Ratio of angular momentum = ?

[shadowice]

Homework Statement

Compact discs and long-playing records are made from similar materials. The former have a diameter of about 12 cm, and the latter, about 32 cm. When in use, records spin at 33.333 rev/min, and compact discs spin at, say, 405 rev/min. Ignoring the holes in both objects and assuming that a compact disc has half the thickness of a record and 0.90 of its density, what is the ratio of the angular momentum of a compact disc in use to that of a record?
mc= mass of cd
mR= mass of record
Wrec = 33 1/3 rev/min = 3.49 rad/s
Wcd = 405 rev/min = 42.4 rad/s
rcd= 6cm = .06m
rR = 32cm = .16m
Height R = 1?
Height cd = .5?
density R = 1?
density CD = .9?

Homework Equations

m= d*v
v= 2pi*r^2*H
rev/min = 2pi/60 rad/s
I = 1/2mr^2

The Attempt at a Solution

i have all the work written out I am just kind of stuck on what to give the height and density values. So ill show you guys the symbol math and hopefully you can help me figure out what numerical values to give them.
mR = p*2pi*rR^2*HR
mcd = .9p*2pi*rcd^2*Hcd

Lcd/LR = Icd*Wcd/IR*Wr
= [(1/2mcd*rcd^2)Wcd]/[(1/2mR*rR^2)WR]

 

[LowlyPion]

Since what they want is a ratio just develop the mass as a ratio to begin with.

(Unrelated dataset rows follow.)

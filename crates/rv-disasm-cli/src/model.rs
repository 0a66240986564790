use anyhow::Result;
use std::path::Path;

use rv_disasm::Width;

#[derive(Debug, Clone)]
pub struct Segment {
    pub base: u32,
    pub bytes: Vec<u8>,
}

impl Segment {
    fn contains(&self, addr: u32) -> bool {
        let end = self.base as u64 + self.bytes.len() as u64;
        addr >= self.base && (addr as u64) < end
    }
}

#[derive(Debug, Clone)]
pub struct Image {
    pub segments: Vec<Segment>,
}

pub fn load_raw_bin(path: &Path, base: u32, skip: usize, len: Option<usize>) -> Result<Image> {
    let file = std::fs::read(path)?;
    anyhow::ensure!(skip <= file.len(), "--skip exceeds file size");
    let mut payload = &file[skip..];
    if let Some(lim) = len {
        anyhow::ensure!(lim <= payload.len(), "--len exceeds remaining file size after skip");
        payload = &payload[..lim];
    }
    let seg = Segment { base, bytes: payload.to_vec() };
    Ok(Image { segments: vec![seg] })
}

pub fn read_u8(img: &Image, addr: u32) -> Option<u8> {
    img.segments
        .iter()
        .find(|s| s.contains(addr))
        .map(|s| s.bytes[(addr - s.base) as usize])
}

pub fn read_u16(img: &Image, addr: u32) -> Option<u16> {
    let b0 = read_u8(img, addr)?;
    let b1 = read_u8(img, addr.wrapping_add(1))?;
    Some(u16::from_le_bytes([b0, b1]))
}

/// Fetch one instruction at `addr`: the low parcel decides whether a second
/// 16-bit parcel follows. `None` if any needed byte is outside the image.
pub fn fetch(img: &Image, addr: u32) -> Option<(u32, Width)> {
    let lo = read_u16(img, addr)? as u32;
    match Width::of(lo as u64) {
        Width::W16 => Some((lo, Width::W16)),
        Width::W32 => {
            let hi = read_u16(img, addr.wrapping_add(2))? as u32;
            Some((hi << 16 | lo, Width::W32))
        }
    }
}
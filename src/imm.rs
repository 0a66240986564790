//! Immediate layouts.
//!
//! RISC-V scatters immediate bits across the instruction word. Each format
//! is described here as a list of chunks: bits `[hi:lo]` of the word land at
//! bit `to` of the immediate. Assembly ORs the shifted chunks together, so a
//! layout is exactly the "immediate bit placement" table from the ISA manual
//! and can be checked without going through a decoder.
//!
//! The assembled values are raw: no sign extension is applied.

use crate::bits::bitsel;

#[derive(Debug, Clone, Copy, PartialEq, Eq)]
pub struct Chunk {
    pub hi: u32,
    pub lo: u32,
    pub to: u32,
}

const fn c(hi: u32, lo: u32, to: u32) -> Chunk {
    Chunk { hi, lo, to }
}

#[derive(Debug, Clone, Copy)]
pub struct ImmLayout {
    pub name: &'static str,
    pub chunks: &'static [Chunk],
}

impl ImmLayout {
    /// Reassemble the immediate from an instruction word.
    #[inline]
    pub fn extract(&self, word: u32) -> u32 {
        self.chunks
            .iter()
            .fold(0, |acc, ch| acc | (bitsel(word, ch.hi, ch.lo) << ch.to))
    }

    /// Bits of the immediate this layout can set.
    pub fn dest_mask(&self) -> u32 {
        self.chunks.iter().fold(0, |acc, ch| {
            let width = ch.hi - ch.lo + 1;
            acc | (((1u64 << width) - 1) << ch.to) as u32
        })
    }

    /// Bits of the instruction word this layout reads.
    pub fn source_mask(&self) -> u32 {
        self.chunks.iter().fold(0, |acc, ch| {
            let width = ch.hi - ch.lo + 1;
            acc | (((1u64 << width) - 1) << ch.lo) as u32
        })
    }
}

// ---- 32-bit formats

pub const I: ImmLayout = ImmLayout { name: "I", chunks: &[c(31, 20, 0)] };
pub const S: ImmLayout = ImmLayout { name: "S", chunks: &[c(11, 7, 0), c(31, 25, 5)] };
pub const B: ImmLayout = ImmLayout {
    name: "B",
    chunks: &[c(7, 7, 11), c(11, 8, 1), c(30, 25, 5), c(31, 31, 12)],
};
pub const U: ImmLayout = ImmLayout { name: "U", chunks: &[c(31, 12, 12)] };
pub const J: ImmLayout = ImmLayout {
    name: "J",
    chunks: &[c(19, 12, 12), c(20, 20, 11), c(30, 21, 1), c(31, 31, 20)],
};

// ---- compressed formats

/// C.ADDI4SPN nzuimm[9:2]
pub const CIW_ADDI4SPN: ImmLayout = ImmLayout {
    name: "CIW.addi4spn",
    chunks: &[c(5, 5, 3), c(6, 6, 2), c(10, 7, 6), c(12, 11, 4)],
};
/// C.LW / C.SW / C.FLW / C.FSW offset
pub const CL_W: ImmLayout = ImmLayout {
    name: "CL.w",
    chunks: &[c(5, 5, 6), c(6, 6, 2), c(12, 10, 3)],
};
/// C.LD / C.SD / C.FLD / C.FSD offset
pub const CL_D: ImmLayout = ImmLayout { name: "CL.d", chunks: &[c(6, 5, 6), c(12, 10, 3)] };
/// C.LQ / C.SQ offset
pub const CL_Q: ImmLayout = ImmLayout {
    name: "CL.q",
    chunks: &[c(6, 5, 6), c(10, 10, 8), c(12, 11, 4)],
};
/// 6-bit CI immediate: C.ADDI, C.ADDIW, C.LI, C.ANDI and the shift amounts
pub const CI: ImmLayout = ImmLayout { name: "CI", chunks: &[c(6, 2, 0), c(12, 12, 5)] };
pub const CI_ADDI16SP: ImmLayout = ImmLayout {
    name: "CI.addi16sp",
    chunks: &[c(2, 2, 5), c(4, 3, 7), c(5, 5, 6), c(6, 6, 4), c(12, 12, 9)],
};
pub const CI_LUI: ImmLayout = ImmLayout { name: "CI.lui", chunks: &[c(6, 2, 12), c(12, 12, 17)] };
pub const CI_LWSP: ImmLayout = ImmLayout {
    name: "CI.lwsp",
    chunks: &[c(3, 2, 6), c(6, 4, 2), c(12, 12, 5)],
};
pub const CI_LDSP: ImmLayout = ImmLayout {
    name: "CI.ldsp",
    chunks: &[c(4, 2, 6), c(6, 5, 3), c(12, 12, 5)],
};
pub const CI_LQSP: ImmLayout = ImmLayout {
    name: "CI.lqsp",
    chunks: &[c(5, 2, 6), c(6, 6, 4), c(12, 12, 5)],
};
pub const CSS_SWSP: ImmLayout = ImmLayout { name: "CSS.swsp", chunks: &[c(8, 7, 6), c(12, 9, 2)] };
pub const CSS_SDSP: ImmLayout = ImmLayout { name: "CSS.sdsp", chunks: &[c(9, 7, 6), c(12, 10, 3)] };
pub const CSS_SQSP: ImmLayout = ImmLayout { name: "CSS.sqsp", chunks: &[c(10, 7, 6), c(12, 11, 4)] };
/// C.J / C.JAL offset
pub const CJ: ImmLayout = ImmLayout {
    name: "CJ",
    chunks: &[
        c(2, 2, 5),
        c(5, 3, 1),
        c(6, 6, 7),
        c(7, 7, 6),
        c(8, 8, 10),
        c(10, 9, 8),
        c(11, 11, 4),
        c(12, 12, 11),
    ],
};
/// C.BEQZ / C.BNEZ offset
pub const CB: ImmLayout = ImmLayout {
    name: "CB",
    chunks: &[c(2, 2, 5), c(4, 3, 1), c(6, 5, 6), c(11, 10, 3), c(12, 12, 8)],
};

pub const ALL: &[ImmLayout] = &[
    I, S, B, U, J, CIW_ADDI4SPN, CL_W, CL_D, CL_Q, CI, CI_ADDI16SP, CI_LUI, CI_LWSP, CI_LDSP,
    CI_LQSP, CSS_SWSP, CSS_SDSP, CSS_SQSP, CJ, CB,
];
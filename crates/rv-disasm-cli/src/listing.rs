use anyhow::{Context, Result};
use serde::Serialize;
use std::fmt::Write as _;
use tracing::warn;

use rv_disasm::{disassemble, Width, Xlen};

use crate::model::{fetch, read_u8, Image};

/// One output line. `word`/`width` are absent for an out-of-image fetch and
/// `addr` is absent for words given directly.
#[derive(Debug, Clone, PartialEq, Eq, Serialize)]
pub struct Record {
    #[serde(skip_serializing_if = "Option::is_none")]
    pub addr: Option<u32>,
    #[serde(skip_serializing_if = "Option::is_none")]
    pub word: Option<i64>,
    #[serde(skip_serializing_if = "Option::is_none")]
    pub width: Option<u32>,
    #[serde(skip_serializing_if = "Vec::is_empty")]
    pub bytes: Vec<u8>,
    pub text: String,
}

pub fn parse_u32(s: &str) -> Result<u32> {
    let s = s.trim();
    if let Some(hex) = s.strip_prefix("0x").or_else(|| s.strip_prefix("0X")) {
        Ok(u32::from_str_radix(hex, 16)?)
    } else {
        Ok(s.parse::<u32>()?)
    }
}

/// Parse an instruction word in `radix` (16 or 10). `_` separators and, for
/// hex, a `0x` prefix are accepted; a leading `-` is kept so negative words
/// reach the dispatcher.
pub fn parse_word(s: &str, radix: u32) -> Result<i64> {
    let cleaned: String = s.trim().chars().filter(|&c| c != '_').collect();
    let (neg, digits) = match cleaned.strip_prefix('-') {
        Some(rest) => (true, rest),
        None => (false, cleaned.as_str()),
    };
    let digits = if radix == 16 {
        digits.strip_prefix("0x").or_else(|| digits.strip_prefix("0X")).unwrap_or(digits)
    } else {
        digits
    };
    anyhow::ensure!(!digits.is_empty(), "empty instruction word {s:?}");
    let v = i64::from_str_radix(digits, radix)
        .with_context(|| format!("invalid instruction word {s:?}"))?;
    Ok(if neg { -v } else { v })
}

/// Disassemble free-standing words. Blank entries and `#` comments are
/// skipped; a token that does not parse becomes an error record in place.
pub fn words_to_records<S: AsRef<str>>(xlen: Xlen, words: &[S], radix: u32) -> Vec<Record> {
    let mut out = Vec::new();
    for w in words {
        let w = w.as_ref().trim();
        if w.is_empty() || w.starts_with('#') {
            continue;
        }
        let word = match parse_word(w, radix) {
            Ok(word) => word,
            Err(e) => {
                warn!(token = w, error = %e, "skipping unparsable word");
                out.push(Record {
                    addr: None,
                    word: None,
                    width: None,
                    bytes: Vec::new(),
                    text: format!("[ERROR: invalid word {w:?}]"),
                });
                continue;
            }
        };
        let width = (word >= 0).then(|| Width::of(word as u64).bytes());
        out.push(Record { addr: None, word: Some(word), width, bytes: Vec::new(), text: disassemble(xlen, word) });
    }
    out
}

/// Linear sweep of `[start, end)`; stops after the first out-of-image fetch.
pub fn sweep(img: &Image, start: u32, end: u32, xlen: Xlen, show_bytes: bool) -> Vec<Record> {
    let mut out = Vec::new();
    let mut pc = start;
    while pc < end {
        let Some((raw, width)) = fetch(img, pc) else {
            out.push(Record { addr: Some(pc), word: None, width: None, bytes: Vec::new(), text: "<oob>".into() });
            break;
        };
        let bytes = if show_bytes {
            (0..width.bytes()).map(|i| read_u8(img, pc + i).unwrap_or(0)).collect()
        } else {
            Vec::new()
        };
        out.push(Record {
            addr: Some(pc),
            word: Some(raw as i64),
            width: Some(width.bytes()),
            bytes,
            text: disassemble(xlen, raw as i64),
        });
        pc = pc.wrapping_add(width.bytes());
        if pc == 0 {
            break;
        }
    }
    out
}

pub fn render_text(records: &[Record]) -> String {
    let mut buf = String::new();
    for r in records {
        if let Some(pc) = r.addr {
            let _ = write!(buf, "{pc:#010x}: ");
        }
        if !r.bytes.is_empty() {
            for b in &r.bytes {
                let _ = write!(buf, "{b:02x} ");
            }
            buf.push_str("  ");
        }
        let _ = writeln!(buf, "{}", r.text);
    }
    buf
}
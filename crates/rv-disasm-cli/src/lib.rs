pub mod listing;
pub mod model;

pub use listing::{parse_u32, parse_word, render_text, sweep, words_to_records, Record};
pub use model::{fetch, load_raw_bin, read_u16, read_u8, Image, Segment};
pub mod bits;
pub mod decoder;
pub mod disasm;
pub mod imm;
pub mod instructions;
pub mod isa;
pub mod names;

pub use bits::bitsel;
pub use decoder::{disassemble, try_disassemble, DecodeError, Decoder, Disassembler, Width, Xlen};
pub use isa::rv32::{decode32, try_decode32, Rv32Decoder};
pub use isa::rvc::{decode16, try_decode16, RvcDecoder};
pub use names::{csr_name, freg_name, reg_name, rprime_name};
use rv_disasm::{disassemble, DecodeError, Disassembler, Xlen};

#[test]
fn canonical_encodings() {
    // LUI a0, 0
    let s = disassemble(Xlen::Rv64, 0x0000_0537);
    assert!(s.contains("LUI"));
    assert!(s.contains("x10"));

    // JALR zero, 0(ra) (ret)
    let s = disassemble(Xlen::Rv64, 0x0000_8067);
    assert!(s.starts_with("JALR"));

    // C.LI a0, 0
    let s = disassemble(Xlen::Rv64, 0x4501);
    assert!(s.contains("C.LI"));
    assert!(s.ends_with("(Quadrant_1)"));
}

#[test]
fn full_lines() {
    assert_eq!(
        disassemble(Xlen::Rv64, 0x1234_5537),
        "LUI a0(x10) := 1234_5000    (class_LUI)"
    );
    assert_eq!(
        disassemble(Xlen::Rv64, 0x0000_8067),
        "JALR ra(x1)+0; zero(x0) := PC    (class_JALR)"
    );
    assert_eq!(disassemble(Xlen::Rv64, 0x4501), "C.LI a0(x10) := 0    (Quadrant_1)");
}

#[test]
fn error_markers_are_strings() {
    assert_eq!(disassemble(Xlen::Rv64, -1), "[ERROR: 'instr' is negative: -1]");
    assert!(disassemble(Xlen::Rv64, 0x1_0000_0003).starts_with("[ERROR: 'instr' is > 32 bits"));
    assert!(disassemble(Xlen::Rv64, 0x1_0000).starts_with("[ERROR: 'instr' is > 16 bits"));
}

#[test]
fn structured_errors() {
    let d = Disassembler::new(Xlen::Rv32);
    assert_eq!(d.disassemble(-7), Err(DecodeError::NegativeWord(-7)));
    assert_eq!(d.disassemble(0x2_0000_0013), Err(DecodeError::Oversized32(0x2_0000_0013)));
    assert_eq!(d.disassemble(0x3_0000), Err(DecodeError::Oversized16(0x3_0000)));
}

#[test]
fn unknown_fallback() {
    // custom-0 opcode, all other fields zero
    assert_eq!(disassemble(Xlen::Rv64, 0x0000_000B), "<UNKNOWN>    (class_UNKNOWN)");
    // JALR with funct3 != 0 is not JALR
    assert_eq!(disassemble(Xlen::Rv64, 0x0085_10E7), "<UNKNOWN>    (class_UNKNOWN)");
}

#[test]
fn line_shape() {
    for word in [0x0000_0537i64, 0x4501, 0x0000_000B, 0x0000, 0x9D6D] {
        let s = disassemble(Xlen::Rv64, word);
        assert!(!s.contains('\n'));
        let tag = s.rfind("    (").expect("tag separator");
        assert!(s.ends_with(')'));
        assert!(!s[tag + 5..].contains(' '), "{s}");
    }
}
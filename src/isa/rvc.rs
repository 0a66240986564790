//! Compressed (RVC) 16-bit instructions.
//!
//! The quadrant (bits [1:0]) and funct3 (bits [15:13]) pick the encoding
//! group; several groups mean different things depending on XLEN.

use tracing::{debug, trace};

use crate::bits::{bit, bitsel};
use crate::decoder::{DecodeError, Decoder, Xlen};
use crate::disasm::{f, fmt_line, fp, imm, x, xp, Annot, Body, UNKNOWN};
use crate::imm::{self as layout, ImmLayout};

const SP: u32 = 2;
const RA: u32 = 1;

#[derive(Debug, Clone, Copy, Default)]
pub struct RvcDecoder {
    xlen: Xlen,
}

impl RvcDecoder {
    pub fn new(xlen: Xlen) -> Self {
        Self { xlen }
    }

    /// Render a word already known to fit in 16 bits.
    pub fn render(&self, raw: u16) -> String {
        let w = raw as u32;
        let quadrant = bitsel(w, 1, 0);
        let body = match quadrant {
            0b00 => self.quadrant0(w),
            0b01 => self.quadrant1(w),
            0b10 => self.quadrant2(w),
            // 0b11 is the 32-bit length marker; only reachable by calling
            // this decoder directly
            _ => Body::new(UNKNOWN),
        };
        if body.text == UNKNOWN {
            trace!(word = w, quadrant, "no compressed encoding matched");
        }
        fmt_line(&body, &format!("Quadrant_{quadrant}"))
    }

    fn quadrant0(&self, w: u32) -> Body {
        let funct3 = bitsel(w, 15, 13);
        let rd = bitsel(w, 4, 2);
        let rs2 = rd;
        let rs1 = bitsel(w, 9, 7);
        let xlen = self.xlen;

        if bitsel(w, 15, 2) == 0 {
            return Body::new("ILLEGAL_INSTR");
        }

        let load = |op: &str, dst: String, l: &ImmLayout| {
            Body::new(format!("{op} {dst} := MEM [{} + {}]", xp(rs1), imm(l.extract(w))))
        };
        let store = |op: &str, src: String, l: &ImmLayout| {
            Body::new(format!("{op} MEM [{} + {}] := {src}", xp(rs1), imm(l.extract(w))))
        };

        match funct3 {
            0b000 => {
                let nzuimm = layout::CIW_ADDI4SPN.extract(w);
                Body::new(format!("C.ADDI4SPN {} := {} + {}", xp(rd), x(SP), imm(nzuimm)))
                    .note(Annot::RESERVED, nzuimm == 0)
            }
            0b001 if xlen == Xlen::Rv128 => load("C.LQ", xp(rd), &layout::CL_Q),
            0b001 => load("C.FLD", fp(rd), &layout::CL_D),
            0b010 => load("C.LW", xp(rd), &layout::CL_W),
            0b011 if xlen.is_rv32() => load("C.FLW", fp(rd), &layout::CL_W),
            0b011 => load("C.LD", xp(rd), &layout::CL_D),
            0b101 if xlen == Xlen::Rv128 => store("C.SQ", xp(rs2), &layout::CL_Q),
            0b101 => store("C.FSD", fp(rs2), &layout::CL_D),
            0b110 => store("C.SW", xp(rs2), &layout::CL_W),
            0b111 if xlen.is_rv32() => store("C.FSW", fp(rs2), &layout::CL_W),
            0b111 => store("C.SD", xp(rs2), &layout::CL_D),
            // 0b100 is reserved
            _ => Body::new(UNKNOWN),
        }
    }

    fn quadrant1(&self, w: u32) -> Body {
        let funct3 = bitsel(w, 15, 13);
        let rd = bitsel(w, 11, 7);
        let xlen = self.xlen;

        match funct3 {
            0b000 => {
                let nzimm = layout::CI.extract(w);
                if rd == 0 {
                    Body::new("C.NOP").note(Annot::HINT, nzimm != 0)
                } else {
                    Body::new(format!("C.ADDI {} := {} + {}", x(rd), x(rd), imm(nzimm)))
                        .note(Annot::HINT, nzimm == 0)
                }
            }
            0b001 if xlen.is_rv32() => {
                Body::new(format!("C.JAL PC + {}; {} := PC", imm(layout::CJ.extract(w)), x(RA)))
            }
            0b001 if rd != 0 => Body::new(format!(
                "C.ADDIW {} := {} + {}",
                x(rd),
                x(rd),
                imm(layout::CI.extract(w))
            )),
            0b001 => Body::new(UNKNOWN),
            0b010 => Body::new(format!("C.LI {} := {}", x(rd), imm(layout::CI.extract(w))))
                .note(Annot::HINT, rd == 0),
            0b011 if rd == SP => {
                let nzimm = layout::CI_ADDI16SP.extract(w);
                Body::new(format!("C.ADDI16SP {} := {} + {}", x(SP), x(SP), imm(nzimm)))
                    .note(Annot::RESERVED, nzimm == 0)
            }
            0b011 => {
                let nzimm = layout::CI_LUI.extract(w);
                Body::new(format!("C.LUI {} := {}", x(rd), imm(nzimm)))
                    .note(Annot::HINT, rd == 0)
                    .note(Annot::RESERVED, nzimm == 0)
            }
            0b100 => self.arith(w),
            0b101 => Body::new(format!("C.J PC + {}", imm(layout::CJ.extract(w)))),
            0b110 => Body::new(format!(
                "C.BEQZ {}; PC + {}",
                xp(bitsel(w, 9, 7)),
                imm(layout::CB.extract(w))
            )),
            _ => Body::new(format!(
                "C.BNEZ {}; PC + {}",
                xp(bitsel(w, 9, 7)),
                imm(layout::CB.extract(w))
            )),
        }
    }

    /// Quadrant 1, funct3 = 100: shifts, C.ANDI and the register-register ops.
    fn arith(&self, w: u32) -> Body {
        let rd = bitsel(w, 9, 7);
        let rs2 = bitsel(w, 4, 2);
        let op_hi = bitsel(w, 11, 10);
        let op_lo = bitsel(w, 6, 5);
        let hi_bit = bit(w, 12);
        let shamt = layout::CI.extract(w);
        let rv32 = self.xlen.is_rv32();
        let narrow = matches!(self.xlen, Xlen::Rv32 | Xlen::Rv64);

        let shift = |op: &str| {
            if shamt != 0 {
                Body::new(format!("C.{op} {} := {} by {}", xp(rd), xp(rd), imm(shamt)))
                    .note(Annot::NON_STD_RV32, rv32 && hi_bit)
            } else {
                Body::new(format!("C.{op}64 {} := {}", xp(rd), xp(rd))).note(Annot::HINT, narrow)
            }
        };
        let reg = |op: &str| Body::new(format!("C.{op} {} := {}, {}", xp(rd), xp(rd), xp(rs2)));

        match (op_hi, hi_bit, op_lo) {
            (0b00, _, _) => shift("SRLI"),
            (0b01, _, _) => shift("SRAI"),
            (0b10, _, _) => Body::new(format!("C.ANDI {} := {}, {}", xp(rd), xp(rd), imm(shamt))),
            (_, false, 0b00) => reg("SUB"),
            (_, false, 0b01) => reg("XOR"),
            (_, false, 0b10) => reg("OR"),
            (_, false, _) => reg("AND"),
            (_, true, 0b00) => reg("SUBW").note(Annot::RESERVED, rv32),
            (_, true, 0b01) => reg("ADDW").note(Annot::RESERVED, rv32),
            (_, true, _) => Body::new("(RESERVED)"),
        }
    }

    fn quadrant2(&self, w: u32) -> Body {
        let funct3 = bitsel(w, 15, 13);
        let rd = bitsel(w, 11, 7);
        let rs2 = bitsel(w, 6, 2);
        let hi_bit = bit(w, 12);
        let xlen = self.xlen;

        let load = |op: &str, dst: String, l: &ImmLayout| {
            Body::new(format!("{op} {dst} := MEM [{} + {}]", x(SP), imm(l.extract(w))))
        };
        let store = |op: &str, src: String, l: &ImmLayout| {
            Body::new(format!("{op} MEM [{} + {}] := {src}", x(SP), imm(l.extract(w))))
        };

        match funct3 {
            0b000 => {
                let shamt = layout::CI.extract(w);
                if shamt != 0 {
                    Body::new(format!("C.SLLI {} := {}, {}", x(rd), x(rd), imm(shamt)))
                        .note(Annot::HINT, rd == 0)
                        .note(Annot::NON_STD_RV32, xlen.is_rv32() && hi_bit)
                } else {
                    Body::new(format!("C.SLLI64 {} := {}", x(rd), x(rd)))
                        .note(Annot::HINT, xlen != Xlen::Rv128 || rd == 0)
                }
            }
            0b001 if xlen == Xlen::Rv128 => {
                load("C.FLQSP", x(rd), &layout::CI_LQSP).note(Annot::RESERVED, rd == 0)
            }
            0b001 => load("C.FLDSP", f(rd), &layout::CI_LDSP),
            0b010 => load("C.LWSP", x(rd), &layout::CI_LWSP).note(Annot::RESERVED, rd == 0),
            0b011 if xlen.is_rv32() => load("C.FLWSP", f(rd), &layout::CI_LWSP),
            0b011 => load("C.LDSP", x(rd), &layout::CI_LDSP).note(Annot::RESERVED, rd == 0),
            0b100 => match (hi_bit, rd, rs2) {
                (false, rs1, 0) => Body::new(format!("C.JR {}", x(rs1))).note(Annot::RESERVED, rs1 == 0),
                (false, _, _) => {
                    Body::new(format!("C.MV {} := {}", x(rd), x(rs2))).note(Annot::HINT, rd == 0)
                }
                (true, 0, 0) => Body::new("C.EBREAK"),
                (true, rs1, 0) => Body::new(format!("C.JALR {}; {} := PC", x(rs1), x(RA))),
                (true, _, _) => Body::new(format!("C.ADD {} := {}, {}", x(rd), x(rd), x(rs2)))
                    .note(Annot::HINT, rd == 0),
            },
            0b101 if xlen == Xlen::Rv128 => store("C.SQSP", x(rs2), &layout::CSS_SQSP),
            0b101 => store("C.FSDSP", f(rs2), &layout::CSS_SDSP),
            0b110 => store("C.SWSP", x(rs2), &layout::CSS_SWSP),
            0b111 if xlen.is_rv32() => store("C.FSWSP", f(rs2), &layout::CSS_SWSP),
            _ => store("C.SDSP", x(rs2), &layout::CSS_SDSP),
        }
    }
}

impl Decoder for RvcDecoder {
    fn decode(&self, word: u64) -> Result<String, DecodeError> {
        let raw = u16::try_from(word).map_err(|_| {
            debug!(word, "word wider than 16 bits");
            DecodeError::Oversized16(word)
        })?;
        Ok(self.render(raw))
    }
}

pub fn decode16(xlen: Xlen, word: u64) -> String {
    try_decode16(xlen, word).unwrap_or_else(|e| e.to_string())
}

pub fn try_decode16(xlen: Xlen, word: u64) -> Result<String, DecodeError> {
    RvcDecoder::new(xlen).decode(word)
}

For instance M_c/M_r = (6/16)²*(1/2)*(.9)

That should get you almost the whole way there, because otherwise

L_c/L_r = I_c * ω_c / I_r * ω_r

And ω/ω = 405/33.3 because here radians, revs work out the same.

 

[nlightner]

= [(.9p*2pi*.06^2*.5)(42.4)]/[(.9p*2pi*.16^2)(3.49)]
= [(.000408p)(42.4)]/[.001766p]
= .0931

The ratio of angular momentum of a compact disc to that of a record is approximately 0.0931. This means that the compact disc has significantly less angular momentum compared to the record, given the same materials and spinning at different speeds. This could be due to the smaller diameter and thickness of the compact disc, resulting in a smaller moment of inertia.